仕事をしていれば、大なり小なりミスを起こすことは誰にでもあります。

「仕事で大きなミスをした」
「取引先に大きな迷惑をかけた」
「上司にこっぴどく叱られた」


このような場面に直面したとき、落ち込んでしまうのは当然の反応でしょう。

しかし、自分のミスに対して落ち込んで終わってしまうだけでは、「落ち込み損」です。ミスをしたら、今の自分より成長できるチャンスでもあります

今回は、仕事でミスをしたときの取るべきアクションを解説します。

 

仕事における「ミス」とは?

「仕事でミスをしてしまった」。一口に言っても、ミスの種類や重大性は様々ですよね。

仕事における代表的なミスとしては、例えばこのようなものが挙げられるのではないでしょうか。

・メールの宛先を間違えた
・アポイントの時間を間違えた
・提出した資料に誤りがあった

 

自分一人でカバーできる小さなミスもあれば、全社に影響を与えてしまう大きなミスもあるでしょう。業種や職種によっては、一つのミスが大きな事故に発展することもあります。

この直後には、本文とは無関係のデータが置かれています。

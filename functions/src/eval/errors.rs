use std::{error::Error, fmt};

#[cfg(feature = "serde")]
use serde::{Deserialize, Serialize};

/// Classification of an argument-validation failure.
#[derive(Debug, Copy, Clone, Eq, PartialEq)]
#[cfg_attr(feature = "serde", derive(Serialize, Deserialize))]
pub enum ErrorKind {
    /// Wrong number of positional arguments
    Arity,
    /// An argument has the wrong value kind
    Type,
    /// A string tag does not match any recognized value
    Value,
    /// A numeric coordinate is outside its valid geographic range
    Range,
}

/// The error value a function returns in place of a result.
///
/// The host surfaces the message to the end user verbatim, so it is always
/// a complete sentence naming the violated rule and the valid inputs.
/// Validation order inside each function is fixed, which makes the message
/// deterministic even when several arguments are invalid at once.
#[derive(Debug, Clone, Eq, PartialEq)]
#[cfg_attr(feature = "serde", derive(Serialize, Deserialize))]
pub struct EvalError {
    kind: ErrorKind,
    message: String,
}

impl EvalError {
    pub(crate) fn arity(message: impl Into<String>) -> Self {
        Self {
            kind: ErrorKind::Arity,
            message: message.into(),
        }
    }

    pub(crate) fn bad_type(message: impl Into<String>) -> Self {
        Self {
            kind: ErrorKind::Type,
            message: message.into(),
        }
    }

    pub(crate) fn bad_value(message: impl Into<String>) -> Self {
        Self {
            kind: ErrorKind::Value,
            message: message.into(),
        }
    }

    pub(crate) fn out_of_range(message: impl Into<String>) -> Self {
        Self {
            kind: ErrorKind::Range,
            message: message.into(),
        }
    }

    /// Which class of rule was violated
    pub fn kind(&self) -> ErrorKind {
        self.kind
    }

    /// The user-facing description, ready for display
    pub fn message(&self) -> &str {
        &self.message
    }
}

impl fmt::Display for EvalError {
    fn fmt(&self, f: &mut fmt::Formatter<'_>) -> fmt::Result {
        write!(f, "{}", self.message)
    }
}

impl Error for EvalError {}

そもそも、仕事における「ミス」とは、どのようなことを意味するのでしょうか。

「ミス」は英語の「Mistake」から派生しています。Mistakeとは、日本語に訳すとこのような意味となります。

Mistake:
(判断・行動などの)誤り,間違い,失策,誤解,思い違い
出典:Goo辞書 – 小学館 プログレッシブ英和中辞典

また、「ミス」の中でも、人に起因するミス・失敗のことを「ヒューマンエラー」と言います。

ヒューマンエラー:
・「意図しない結果を生じる人間の行為」のこと
・「見間違えた」、「やり間違えた」、「やり忘れた」などのように過去形で表される出来事(事象ともいいます)であって、さらに結果が好ましくない状態であるときに、後から言われるもの
出典:厚生労働省 職場のあんぜんサイト

つまり、仕事における「ミス」とは、本来意図していなかった、好ましくない状態を引き起こした行為のことを指します。

 

仕事でミスをしたときに取るべきでないNG行動

仕事で何らかのミスを起こしてしまった場合、残念ながらすでに起きてしまった出来事を取り消すことはできません。つまり、いくら嘆いて後悔したとしても、「ミスをした」という現実は変えられないのです。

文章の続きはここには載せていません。